Amir Yaron stresses stability amid security escalation

Governor of the Bank of Israel Amir Yaron  credit: Yonatan Bloom
Governor of the Bank of Israel Amir Yaron credit: Yonatan Bloom

The Bank of Israel Governor tells "Globes" why the rate cut was postponed, and expresses concern about long-term defense spending and the need to integrate the haredi community into the army and job market.

With inflation back in the annual target range of 1%-3%, the markets and mortgage takers had been expecting to hear that the interest rate was being cut from 4.5% to 4.25% just ahead of the Passover holiday. But the Bank of Israel Monetary Committee headed by Prof. Amir Yaron had other ideas.

In an interview with "Globes," Prof. Yaron explains the decision, protests against the cabinet's failure to adopt the Bank of Israel's recommendations on the state budget, including incentives for haredi employment, and sets out his belief that despite everything Israel can avoid another rating cut.

On last week's decision to keep the rate unchanged Yaron says, "We are not in a bubble. We always have our feet on the ground. We understand that raising the interest rate is painful, but we have a holistic view. On the one hand, we use our entire data set. This includes the credit data database and data from the supervisor of banks.

"We look at where we stand and understand that there are people that are hurting. But, we also understand that if we don't fight off inflation there will be a much bigger problem here, which will especially hurt these socioeconomic groups."

Criticism of the Bank of Israel's decision is not only from households and businesses. Even in the capital market, there are those who find fault with the decision, claiming the bank had presented guidelines in which the interest rate would decrease with every other decision. The argument is that the bank, which holds foreign exchange reserves of more than $200 billion, could have used them to stabilize the market rather than through the interest rate.

Don't you think the bank's credibility with the markets has been damaged?

"Since the outbreak of the war, we have pursued a policy that includes stabilizing the markets while normalizing inflation and bringing it to its target range. In the past I have warned that if the security situation escalates, we would emphasize stability rather than normalization."
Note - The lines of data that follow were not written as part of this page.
//! Typed client for the device REST API.
//!
//! Wraps a [`Transport`] with the rules shared by every call: paths are
//! absolute from the site root, bodies are JSON, every request is bounded by
//! [`REQUEST_TIMEOUT`] and any non-2xx answer is an error. There are no
//! retries at this layer.

use std::time::Duration;

use serde::Serialize;
use serde::de::DeserializeOwned;

use probehub_domain::ack::DeviceAck;
use probehub_domain::error::ApiError;

use crate::ports::{ApiRequest, Method, Transport};

/// Fixed deadline of a single request.
pub const REQUEST_TIMEOUT: Duration = Duration::from_secs(10);

/// Device endpoints.
pub mod endpoints {
    pub const SYSTEM_INFO: &str = "/api/v1/system/info";
    pub const TEMPERATURE: &str = "/api/v1/temp/current";
    pub const TEMPERATURE_TARGET: &str = "/api/v1/temp/target";
    pub const WIFI_SCAN: &str = "/api/v1/wifi/scan";
    pub const WIFI_STATION: &str = "/api/v1/wifi/station";
    pub const WIFI_CREDENTIALS: &str = "/api/v1/wifi/credentials";
    pub const DEVICE_RESTART: &str = "/api/v1/device/restart";
}

/// JSON client over a [`Transport`].
#[derive(Debug, Clone)]
pub struct ApiClient<T> {
    transport: T,
}

impl<T: Transport + Sync> ApiClient<T> {
    pub fn new(transport: T) -> Self {
        Self { transport }
    }

    /// `GET path`, decoding the body as `R`.
    ///
    /// # Errors
    ///
    /// See [`ApiError`]: invalid path, transport failure, timeout, non-2xx
    /// status or a body that does not decode as `R`.
    pub async fn get<R: DeserializeOwned>(&self, path: &str) -> Result<R, ApiError> {
        let body = self.request(Method::Get, path, None).await?;
        decode(&body)
    }

    /// `POST path` with a JSON body, decoding the answer as `R`.
    ///
    /// # Errors
    ///
    /// Same as [`ApiClient::get`], plus [`ApiError::Encode`] when `body`
    /// cannot be serialized.
    pub async fn post<B, R>(&self, path: &str, body: &B) -> Result<R, ApiError>
    where
        B: Serialize + ?Sized,
        R: DeserializeOwned,
    {
        let body = self.request(Method::Post, path, Some(encode(body)?)).await?;
        decode(&body)
    }

    /// `PUT path` with a JSON body, decoding the answer as `R`.
    ///
    /// # Errors
    ///
    /// Same as [`ApiClient::post`].
    pub async fn put<B, R>(&self, path: &str, body: &B) -> Result<R, ApiError>
    where
        B: Serialize + ?Sized,
        R: DeserializeOwned,
    {
        let body = self.request(Method::Put, path, Some(encode(body)?)).await?;
        decode(&body)
    }

    /// `DELETE path`, decoding the answer as `R`.
    ///
    /// # Errors
    ///
    /// Same as [`ApiClient::get`].
    pub async fn delete<R: DeserializeOwned>(&self, path: &str) -> Result<R, ApiError> {
        let body = self.request(Method::Delete, path, None).await?;
        decode(&body)
    }

    /// `POST path` with a JSON body, reading the answer as a [`DeviceAck`].
    ///
    /// # Errors
    ///
    /// Same as [`ApiClient::post`] except that the body never fails to
    /// decode.
    pub async fn post_ack<B: Serialize + ?Sized>(
        &self,
        path: &str,
        body: &B,
    ) -> Result<DeviceAck, ApiError> {
        let body = self.request(Method::Post, path, Some(encode(body)?)).await?;
        Ok(DeviceAck::from_body(&body))
    }

    /// `POST path` without a body, reading the answer as a [`DeviceAck`].
    ///
    /// # Errors
    ///
    /// Same as [`ApiClient::get`] except that the body never fails to decode.
    pub async fn post_command(&self, path: &str) -> Result<DeviceAck, ApiError> {
        let body = self.request(Method::Post, path, None).await?;
        Ok(DeviceAck::from_body(&body))
    }

    async fn request(
        &self,
        method: Method,
        path: &str,
        body: Option<Vec<u8>>,
    ) -> Result<Vec<u8>, ApiError> {
        if !path.starts_with('/') {
            return Err(ApiError::InvalidPath(path.to_string()));
        }
        tracing::debug!(%method, path, "sending device request");
        let request = ApiRequest {
            method,
            path: path.to_string(),
            body,
        };
        let response = tokio::time::timeout(REQUEST_TIMEOUT, self.transport.send(request))
            .await
            .map_err(|_| ApiError::Timeout)??;
        if !response.is_success() {
            tracing::debug!(%method, path, status = response.status, "device answered with an error status");
            return Err(ApiError::Status {
                status: response.status,
            });
        }
        Ok(response.body)
    }
}

fn encode<B: Serialize + ?Sized>(body: &B) -> Result<Vec<u8>, ApiError> {
    serde_json::to_vec(body).map_err(|err| ApiError::Encode(err.to_string()))
}

fn decode<R: DeserializeOwned>(body: &[u8]) -> Result<R, ApiError> {
    let result = if body.iter().all(u8::is_ascii_whitespace) {
        serde_json::from_value(serde_json::Value::Null)
    } else {
        serde_json::from_slice(body)
    };
    result.map_err(|err| ApiError::Decode(err.to_string()))
}

#[cfg(test)]
mod tests {
    use std::sync::Arc;

    use probehub_domain::temperature::{TemperatureReading, TemperatureTargets};

    use super::*;
    use crate::testing::{StubTransport, temperature_json};

    fn client(transport: &Arc<StubTransport>) -> ApiClient<Arc<StubTransport>> {
        ApiClient::new(Arc::clone(transport))
    }

    #[tokio::test]
    async fn should_decode_successful_get() {
        let transport = StubTransport::new();
        transport.reply_json(Method::Get, endpoints::TEMPERATURE, &temperature_json());

        let reading: TemperatureReading =
            client(&transport).get(endpoints::TEMPERATURE).await.unwrap();

        assert!((reading.temp_1 - 95.0).abs() < f64::EPSILON);
        let requests = transport.requests();
        assert_eq!(requests.len(), 1);
        assert_eq!(requests[0].body, None);
    }

    #[tokio::test]
    async fn should_reject_relative_path_without_sending() {
        let transport = StubTransport::new();

        let result: Result<serde_json::Value, _> = client(&transport).get("api/v1/temp").await;

        assert_eq!(result, Err(ApiError::InvalidPath("api/v1/temp".into())));
        assert!(transport.requests().is_empty());
    }

    #[tokio::test]
    async fn should_map_non_2xx_to_status_error() {
        let transport = StubTransport::new();
        transport.reply_raw(Method::Get, "/api/v1/system/info", 503, "busy");

        let result: Result<serde_json::Value, _> =
            client(&transport).get(endpoints::SYSTEM_INFO).await;

        assert_eq!(result, Err(ApiError::Status { status: 503 }));
    }

    #[tokio::test]
    async fn should_answer_404_for_unknown_route() {
        let transport = StubTransport::new();

        let result: Result<serde_json::Value, _> = client(&transport).delete("/api/v1/nope").await;

        assert_eq!(result.unwrap_err().status(), Some(404));
        assert_eq!(transport.requests()[0].method, Method::Delete);
    }

    #[tokio::test]
    async fn should_propagate_transport_error() {
        let transport = StubTransport::new();
        transport.reply(
            Method::Get,
            endpoints::WIFI_STATION,
            Err(ApiError::Transport("connection refused".into())),
        );

        let result: Result<serde_json::Value, _> =
            client(&transport).get(endpoints::WIFI_STATION).await;

        assert_eq!(
            result,
            Err(ApiError::Transport("connection refused".into()))
        );
    }

    #[tokio::test]
    async fn should_fail_decoding_unexpected_shape() {
        let transport = StubTransport::new();
        transport.reply_raw(Method::Get, endpoints::TEMPERATURE, 200, "[1, 2, 3]");

        let result: Result<TemperatureReading, _> =
            client(&transport).get(endpoints::TEMPERATURE).await;

        assert!(matches!(result, Err(ApiError::Decode(_))));
    }

    #[tokio::test]
    async fn should_decode_empty_body_as_null() {
        let transport = StubTransport::new();
        transport.reply_raw(Method::Put, "/api/v1/thing", 204, "");

        let result: Option<serde_json::Value> = client(&transport)
            .put("/api/v1/thing", &serde_json::json!({"a": 1}))
            .await
            .unwrap();

        assert_eq!(result, None);
    }

    #[tokio::test(start_paused = true)]
    async fn should_time_out_after_ten_seconds() {
        let transport = StubTransport::new();
        transport.reply_json(Method::Get, endpoints::TEMPERATURE, &temperature_json());
        transport.delay(endpoints::TEMPERATURE, Duration::from_secs(11));

        let started = tokio::time::Instant::now();
        let result: Result<TemperatureReading, _> =
            client(&transport).get(endpoints::TEMPERATURE).await;

        assert_eq!(result, Err(ApiError::Timeout));
        assert!(started.elapsed() >= REQUEST_TIMEOUT);
        assert!(started.elapsed() < Duration::from_secs(11));
    }

    #[tokio::test]
    async fn should_post_json_body_and_read_plain_text_ack() {
        let transport = StubTransport::new();
        transport.reply_raw(Method::Post, endpoints::TEMPERATURE_TARGET, 200, "targets updated");
        let targets = TemperatureTargets {
            temp_0: 71.0,
            temp_1: 93.0,
            temp_2: 110.0,
            temp_3: 74.0,
        };

        let ack = client(&transport)
            .post_ack(endpoints::TEMPERATURE_TARGET, &targets)
            .await
            .unwrap();

        assert_eq!(ack.message.as_deref(), Some("targets updated"));
        assert_eq!(
            transport.bodies(Method::Post, endpoints::TEMPERATURE_TARGET),
            [serde_json::json!({"temp_0": 71.0, "temp_1": 93.0, "temp_2": 110.0, "temp_3": 74.0})]
        );
    }

    #[tokio::test]
    async fn should_post_command_without_body() {
        let transport = StubTransport::new();
        transport.reply_json(
            Method::Post,
            endpoints::DEVICE_RESTART,
            &serde_json::json!({"message": "Device restarting...", "success": true}),
        );

        let ack = client(&transport)
            .post_command(endpoints::DEVICE_RESTART)
            .await
            .unwrap();

        assert_eq!(ack.success, Some(true));
        assert_eq!(transport.requests()[0].body, None);
    }

    #[tokio::test]
    async fn should_decode_typed_post_answer() {
        let transport = StubTransport::new();
        transport.reply_json(Method::Post, "/api/v1/echo", &serde_json::json!({"ok": true}));

        let answer: serde_json::Value = client(&transport)
            .post("/api/v1/echo", &serde_json::json!({}))
            .await
            .unwrap();

        assert_eq!(answer, serde_json::json!({"ok": true}));
    }
}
Yaron explains that the bank has again stressed this balance. "On the contrary, we have increased our credibility and stressed the choice of the stability of the markets. We need to act with caution in light of the price picture, which is not clear at all, and the markets understand this." The Governor repeated the bank's forecast, which sees an interest rate of 3.75% at the end of 2024, and said, "If we see the security situation moderate and the inflationary conditions stabilize, we will act accordingly."

On the situation with Iran, Yaron says, "I am not a defense expert, but the events have raised the geopolitical uncertainty. We have seen a rise in bond returns, in the CDS (risk premium on government bonds) and we have also seen it in the shekel exchange rate. Therefore we took the decision that we did. Beyond the geopolitical situation, it is important to remind people that inflation matters enter our considerations. For example, we have seen the price of fuel jump higher."

"Governors like to talk in 'understatement'"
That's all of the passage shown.